> Data listing:
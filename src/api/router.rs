//! API router configuration.

use std::future::{Future, IntoFuture};
use std::sync::Arc;

use axum::{
    middleware,
    routing::{get, post},
    Router,
};
use tower_http::{
    cors::{Any, CorsLayer},
    trace::TraceLayer,
};

use super::handlers::{
    delete_session, disconnect_session, get_qr, get_session, health, list_sessions,
    register_session, send_media, send_text, AppState,
};
use crate::security::{auth_middleware, ApiAuth};

/// Create the API router with token authentication.
pub fn create_router(state: AppState, auth: ApiAuth) -> Router {
    let session_routes = Router::new()
        .route("/", get(list_sessions).post(register_session))
        .route("/{key}", get(get_session).delete(delete_session))
        .route("/{key}/qr", get(get_qr))
        .route("/{key}/disconnect", post(disconnect_session))
        .route("/{key}/messages/text", post(send_text))
        .route("/{key}/messages/media", post(send_media));

    let api_v1 = Router::new().nest("/sessions", session_routes);

    // CORS sits outside auth so preflight requests are answered without a token.
    Router::new()
        .route("/health", get(health))
        .nest("/api/v1", api_v1)
        .layer(middleware::from_fn_with_state(Arc::new(auth), auth_middleware))
        .layer(TraceLayer::new_for_http())
        .layer(
            CorsLayer::new()
                .allow_origin(Any)
                .allow_methods(Any)
                .allow_headers(Any),
        )
        .with_state(state)
}

/// Server configuration.
#[derive(Debug, Clone)]
pub struct ServerConfig {
    /// Host address to bind to.
    pub host: String,
    /// Port to listen on.
    pub port: u16,
    pub auth: ApiAuth,
    /// Stop accepting and drain in-flight requests when the shutdown signal fires.
    pub graceful_shutdown: bool,
}

impl ServerConfig {
    pub fn new(host: impl Into<String>, port: u16) -> Self {
        Self {
            host: host.into(),
            port,
            auth: ApiAuth::disabled(),
            graceful_shutdown: true,
        }
    }

    pub fn with_auth(mut self, auth: ApiAuth) -> Self {
        self.auth = auth;
        self
    }

    pub fn without_graceful_shutdown(mut self) -> Self {
        self.graceful_shutdown = false;
        self
    }

    pub fn bind_address(&self) -> String {
        format!("{}:{}", self.host, self.port)
    }
}

impl Default for ServerConfig {
    fn default() -> Self {
        Self::new("127.0.0.1", 8080)
    }
}

/// Start the API server and run until `shutdown` resolves.
pub async fn serve<F>(config: ServerConfig, state: AppState, shutdown: F) -> crate::Result<()>
where
    F: Future<Output = ()> + Send + 'static,
{
    let addr = config.bind_address();
    let graceful = config.graceful_shutdown;
    let router = create_router(state, config.auth);

    let listener = tokio::net::TcpListener::bind(&addr).await?;
    tracing::info!("Starting pairgate API server on {}", addr);

    if graceful {
        axum::serve(listener, router)
            .with_graceful_shutdown(shutdown)
            .await?;
    } else {
        tokio::select! {
            result = axum::serve(listener, router).into_future() => result?,
            _ = shutdown => {}
        }
    }

    Ok(())
}

#[cfg(test)]
mod tests {
    use super::*;

    #[test]
    fn test_server_config_default() {
        let config = ServerConfig::default();
        assert_eq!(config.host, "127.0.0.1");
        assert_eq!(config.port, 8080);
        assert_eq!(config.bind_address(), "127.0.0.1:8080");
        assert!(!config.auth.is_enabled());
        assert!(config.graceful_shutdown);
    }

    #[test]
    fn test_server_config_custom() {
        let config = ServerConfig::new("0.0.0.0", 9000)
            .with_auth(ApiAuth::token("secret"))
            .without_graceful_shutdown();
        assert_eq!(config.bind_address(), "0.0.0.0:9000");
        assert!(config.auth.is_enabled());
        assert!(!config.graceful_shutdown);
    }
}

> Directions for this task:
Each line in the entries above that includes the string "messages" adds to the count; state that count only.

> Problem solution:
2